[What is needed]: Transcribe all records exactly.

────────────────

/// Press-to-preview, release-to-commit key gestures.
///
/// A key-down on a bound key only arms the gesture and reports a preview so
/// the UI can render the pressed look. The action fires on the matching
/// key-up. Losing window focus, or pressing another key before release,
/// cancels the gesture without firing.
use tracing::debug;

use super::input::{Key, Modifiers};
use crate::state::data::Classification;

/// A key (plus required modifiers) mapped to an action
#[derive(Debug, Clone, Copy, PartialEq, Eq)]
pub struct Binding<A> {
    pub key: Key,
    pub modifiers: Modifiers,
    pub action: A,
}

#[derive(Debug, Clone, Copy, PartialEq, Eq)]
pub enum GestureState<A> {
    Idle,
    Pressed { key: Key, action: A },
}

/// Output of a transition
#[derive(Debug, Clone, Copy, PartialEq, Eq)]
pub enum Signal<A> {
    /// Gesture armed; show the active look, do not mutate anything yet
    Preview(A),
    /// Gesture released on the same key; perform the action now
    Commit(A),
    /// Gesture abandoned; clear the active look
    Cancelled(A),
}

#[derive(Debug, Clone)]
pub struct GestureEngine<A> {
    bindings: Vec<Binding<A>>,
    state: GestureState<A>,
}

impl<A: Copy + PartialEq> GestureEngine<A> {
    pub fn new(bindings: Vec<Binding<A>>) -> Self {
        GestureEngine {
            bindings,
            state: GestureState::Idle,
        }
    }

    #[cfg(test)]
    pub fn state(&self) -> GestureState<A> {
        self.state
    }

    /// Action currently held down, if any
    pub fn pressed(&self) -> Option<A> {
        match self.state {
            GestureState::Idle => None,
            GestureState::Pressed { action, .. } => Some(action),
        }
    }

    fn lookup(&self, key: Key, modifiers: Modifiers) -> Option<A> {
        self.bindings
            .iter()
            .find(|binding| binding.key == key && modifiers.satisfies(binding.modifiers))
            .map(|binding| binding.action)
    }

    pub fn key_down(&mut self, key: Key, modifiers: Modifiers) -> Option<Signal<A>> {
        // Modifiers pressed on their own never start or break a gesture
        if key.is_modifier() {
            return None;
        }

        match self.state {
            GestureState::Pressed { key: held, .. } if held == key => {
                // Auto-repeat
                None
            }
            GestureState::Pressed { action, .. } => {
                debug!("gesture cancelled by another key-down");
                self.state = GestureState::Idle;
                Some(Signal::Cancelled(action))
            }
            GestureState::Idle => {
                let action = self.lookup(key, modifiers)?;
                self.state = GestureState::Pressed { key, action };
                Some(Signal::Preview(action))
            }
        }
    }

    pub fn key_up(&mut self, key: Key) -> Option<Signal<A>> {
        match self.state {
            GestureState::Pressed { key: held, action } if held == key => {
                self.state = GestureState::Idle;
                Some(Signal::Commit(action))
            }
            _ => None,
        }
    }

    /// Window lost focus: drop any pending gesture without committing
    pub fn blur(&mut self) -> Option<Signal<A>> {
        match std::mem::replace(&mut self.state, GestureState::Idle) {
            GestureState::Idle => None,
            GestureState::Pressed { action, .. } => {
                debug!("gesture cancelled by window blur");
                Some(Signal::Cancelled(action))
            }
        }
    }
}

/// Bindings for the classify phase: K / M / Y
pub fn triage_bindings() -> Vec<Binding<Classification>> {
    vec![
        Binding {
            key: Key::Char('k'),
            modifiers: Modifiers::NONE,
            action: Classification::Keep,
        },
        Binding {
            key: Key::Char('m'),
            modifiers: Modifiers::NONE,
            action: Classification::Maybe,
        },
        Binding {
            key: Key::Char('y'),
            modifiers: Modifiers::NONE,
            action: Classification::Yeet,
        },
    ]
}

/// Action for the project view's start gesture
#[derive(Debug, Clone, Copy, PartialEq, Eq)]
pub struct StartTriage;

/// Shift+Enter starts triage on the selected folder tab
pub fn start_bindings() -> Vec<Binding<StartTriage>> {
    vec![Binding {
        key: Key::Enter,
        modifiers: Modifiers::SHIFT,
        action: StartTriage,
    }]
}

#[cfg(test)]
mod tests {
    use super::*;

    fn engine() -> GestureEngine<Classification> {
        GestureEngine::new(triage_bindings())
    }

    #[test]
    fn test_press_then_release_commits_once() {
        let mut engine = engine();

        assert_eq!(
            engine.key_down(Key::char('K'), Modifiers::NONE),
            Some(Signal::Preview(Classification::Keep))
        );
        assert_eq!(engine.pressed(), Some(Classification::Keep));
        assert_eq!(
            engine.key_up(Key::char('k')),
            Some(Signal::Commit(Classification::Keep))
        );
        assert_eq!(engine.key_up(Key::char('k')), None);
        assert_eq!(engine.state(), GestureState::Idle);
    }

    #[test]
    fn test_key_repeat_previews_once() {
        let mut engine = engine();

        assert!(engine.key_down(Key::char('y'), Modifiers::NONE).is_some());
        assert_eq!(engine.key_down(Key::char('y'), Modifiers::NONE), None);
        assert_eq!(engine.key_down(Key::char('y'), Modifiers::NONE), None);

        let commits = [engine.key_up(Key::char('y')), engine.key_up(Key::char('y'))];
        assert_eq!(
            commits.iter().filter(|s| matches!(s, Some(Signal::Commit(_)))).count(),
            1
        );
    }

    #[test]
    fn test_blur_cancels_without_commit() {
        let mut engine = engine();

        engine.key_down(Key::char('m'), Modifiers::NONE);
        assert_eq!(engine.blur(), Some(Signal::Cancelled(Classification::Maybe)));
        assert_eq!(engine.key_up(Key::char('m')), None);
        assert_eq!(engine.blur(), None);
    }

    #[test]
    fn test_other_key_down_cancels() {
        let mut engine = engine();

        engine.key_down(Key::char('k'), Modifiers::NONE);
        assert_eq!(
            engine.key_down(Key::char('m'), Modifiers::NONE),
            Some(Signal::Cancelled(Classification::Keep))
        );
        assert_eq!(engine.pressed(), None);
        assert_eq!(engine.key_up(Key::char('k')), None);
        assert_eq!(engine.key_up(Key::char('m')), None);
    }

    #[test]
    fn test_unbound_and_modified_keys_are_ignored() {
        let mut engine = engine();

        assert_eq!(engine.key_down(Key::char('x'), Modifiers::NONE), None);
        assert_eq!(engine.key_down(Key::char('k'), Modifiers::COMMAND), None);
        assert_eq!(engine.key_down(Key::char('k'), Modifiers::ALT), None);
        assert_eq!(
            engine.key_down(Key::char('k'), Modifiers::SHIFT),
            Some(Signal::Preview(Classification::Keep))
        );
    }

    #[test]
    fn test_start_gesture_survives_shift_release() {
        let mut engine = GestureEngine::new(start_bindings());

        assert_eq!(engine.key_down(Key::Modifier, Modifiers::SHIFT), None);
        assert_eq!(engine.key_down(Key::Enter, Modifiers::NONE), None);
        assert_eq!(
            engine.key_down(Key::Enter, Modifiers::SHIFT),
            Some(Signal::Preview(StartTriage))
        );
        assert_eq!(engine.key_up(Key::Modifier), None);
        assert_eq!(engine.key_up(Key::Enter), Some(Signal::Commit(StartTriage)));
    }
}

────────────────

[Your response]:
/// Press-to-preview, release-to-commit key gestures.
///
/// A key-down on a bound key only arms the gesture and reports a preview so
/// the UI can render the pressed look. The action fires on the matching
/// key-up. Losing window focus, or pressing another key before release,
/// cancels the gesture without firing.
use tracing::debug;

use super::input::{Key, Modifiers};
use crate::state::data::Classification;

/// A key (plus required modifiers) mapped to an action
#[derive(Debug, Clone, Copy, PartialEq, Eq)]
pub struct Binding<A> {
    pub key: Key,
    pub modifiers: Modifiers,
    pub action: A,
}

#[derive(Debug, Clone, Copy, PartialEq, Eq)]
pub enum GestureState<A> {
    Idle,
    Pressed { key: Key, action: A },
}

/// Output of a transition
#[derive(Debug, Clone, Copy, PartialEq, Eq)]
pub enum Signal<A> {
    /// Gesture armed; show the active look, do not mutate anything yet
    Preview(A),
    /// Gesture released on the same key; perform the action now
    Commit(A),
    /// Gesture abandoned; clear the active look
    Cancelled(A),
}

#[derive(Debug, Clone)]
pub struct GestureEngine<A> {
    bindings: Vec<Binding<A>>,
    state: GestureState<A>,
}

impl<A: Copy + PartialEq> GestureEngine<A> {
    pub fn new(bindings: Vec<Binding<A>>) -> Self {
        GestureEngine {
            bindings,
            state: GestureState::Idle,
        }
    }

    #[cfg(test)]
    pub fn state(&self) -> GestureState<A> {
        self.state
    }

    /// Action currently held down, if any
    pub fn pressed(&self) -> Option<A> {
        match self.state {
            GestureState::Idle => None,
            GestureState::Pressed { action, .. } => Some(action),
        }
    }

    fn lookup(&self, key: Key, modifiers: Modifiers) -> Option<A> {
        self.bindings
            .iter()
            .find(|binding| binding.key == key && modifiers.satisfies(binding.modifiers))
            .map(|binding| binding.action)
    }

    pub fn key_down(&mut self, key: Key, modifiers: Modifiers) -> Option<Signal<A>> {
        // Modifiers pressed on their own never start or break a gesture
        if key.is_modifier() {
            return None;
        }

        match self.state {
            GestureState::Pressed { key: held, .. } if held == key => {
                // Auto-repeat
                None
            }
            GestureState::Pressed { action, .. } => {
                debug!("gesture cancelled by another key-down");
                self.state = GestureState::Idle;
                Some(Signal::Cancelled(action))
            }
            GestureState::Idle => {
                let action = self.lookup(key, modifiers)?;
                self.state = GestureState::Pressed { key, action };
                Some(Signal::Preview(action))
            }
        }
    }

    pub fn key_up(&mut self, key: Key) -> Option<Signal<A>> {
        match self.state {
            GestureState::Pressed { key: held, action } if held == key => {
                self.state = GestureState::Idle;
                Some(Signal::Commit(action))
            }
            _ => None,
        }
    }

    /// Window lost focus: drop any pending gesture without committing
    pub fn blur(&mut self) -> Option<Signal<A>> {
        match std::mem::replace(&mut self.state, GestureState::Idle) {
            GestureState::Idle => None,
            GestureState::Pressed { action, .. } => {
                debug!("gesture cancelled by window blur");
                Some(Signal::Cancelled(action))
            }
        }
    }
}

/// Bindings for the classify phase: K / M / Y
pub fn triage_bindings() -> Vec<Binding<Classification>> {
    vec![
        Binding {
            key: Key::Char('k'),
            modifiers: Modifiers::NONE,
            action: Classification::Keep,
        },
        Binding {
            key: Key::Char('m'),
            modifiers: Modifiers::NONE,
            action: Classification::Maybe,
        },
        Binding {
            key: Key::Char('y'),
            modifiers: Modifiers::NONE,
            action: Classification::Yeet,
        },
    ]
}

/// Action for the project view's start gesture
#[derive(Debug, Clone, Copy, PartialEq, Eq)]
pub struct StartTriage;

/// Shift+Enter starts triage on the selected folder tab
pub fn start_bindings() -> Vec<Binding<StartTriage>> {
    vec![Binding {
        key: Key::Enter,
        modifiers: Modifiers::SHIFT,
        action: StartTriage,
    }]
}

#[cfg(test)]
mod tests {
    use super::*;

    fn engine() -> GestureEngine<Classification> {
        GestureEngine::new(triage_bindings())
    }

    #[test]
    fn test_press_then_release_commits_once() {
        let mut engine = engine();

        assert_eq!(
            engine.key_down(Key::char('K'), Modifiers::NONE),
            Some(Signal::Preview(Classification::Keep))
        );
        assert_eq!(engine.pressed(), Some(Classification::Keep));
        assert_eq!(
            engine.key_up(Key::char('k')),
            Some(Signal::Commit(Classification::Keep))
        );
        assert_eq!(engine.key_up(Key::char('k')), None);
        assert_eq!(engine.state(), GestureState::Idle);
    }

    #[test]
    fn test_key_repeat_previews_once() {
        let mut engine = engine();

        assert!(engine.key_down(Key::char('y'), Modifiers::NONE).is_some());
        assert_eq!(engine.key_down(Key::char('y'), Modifiers::NONE), None);
        assert_eq!(engine.key_down(Key::char('y'), Modifiers::NONE), None);

        let commits = [engine.key_up(Key::char('y')), engine.key_up(Key::char('y'))];
        assert_eq!(
            commits.iter().filter(|s| matches!(s, Some(Signal::Commit(_)))).count(),
            1
        );
    }

    #[test]
    fn test_blur_cancels_without_commit() {
        let mut engine = engine();

        engine.key_down(Key::char('m'), Modifiers::NONE);
        assert_eq!(engine.blur(), Some(Signal::Cancelled(Classification::Maybe)));
        assert_eq!(engine.key_up(Key::char('m')), None);
        assert_eq!(engine.blur(), None);
    }

    #[test]
    fn test_other_key_down_cancels() {
        let mut engine = engine();

        engine.key_down(Key::char('k'), Modifiers::NONE);
        assert_eq!(
            engine.key_down(Key::char('m'), Modifiers::NONE),
            Some(Signal::Cancelled(Classification::Keep))
        );
        assert_eq!(engine.pressed(), None);
        assert_eq!(engine.key_up(Key::char('k')), None);
        assert_eq!(engine.key_up(Key::char('m')), None);
    }

    #[test]
    fn test_unbound_and_modified_keys_are_ignored() {
        let mut engine = engine();

        assert_eq!(engine.key_down(Key::char('x'), Modifiers::NONE), None);
        assert_eq!(engine.key_down(Key::char('k'), Modifiers::COMMAND), None);
        assert_eq!(engine.key_down(Key::char('k'), Modifiers::ALT), None);
        assert_eq!(
            engine.key_down(Key::char('k'), Modifiers::SHIFT),
            Some(Signal::Preview(Classification::Keep))
        );
    }

    #[test]
    fn test_start_gesture_survives_shift_release() {
        let mut engine = GestureEngine::new(start_bindings());

        assert_eq!(engine.key_down(Key::Modifier, Modifiers::SHIFT), None);
        assert_eq!(engine.key_down(Key::Enter, Modifiers::NONE), None);
        assert_eq!(
            engine.key_down(Key::Enter, Modifiers::SHIFT),
            Some(Signal::Preview(StartTriage))
        );
        assert_eq!(engine.key_up(Key::Modifier), None);
        assert_eq!(engine.key_up(Key::Enter), Some(Signal::Commit(StartTriage)));
    }
}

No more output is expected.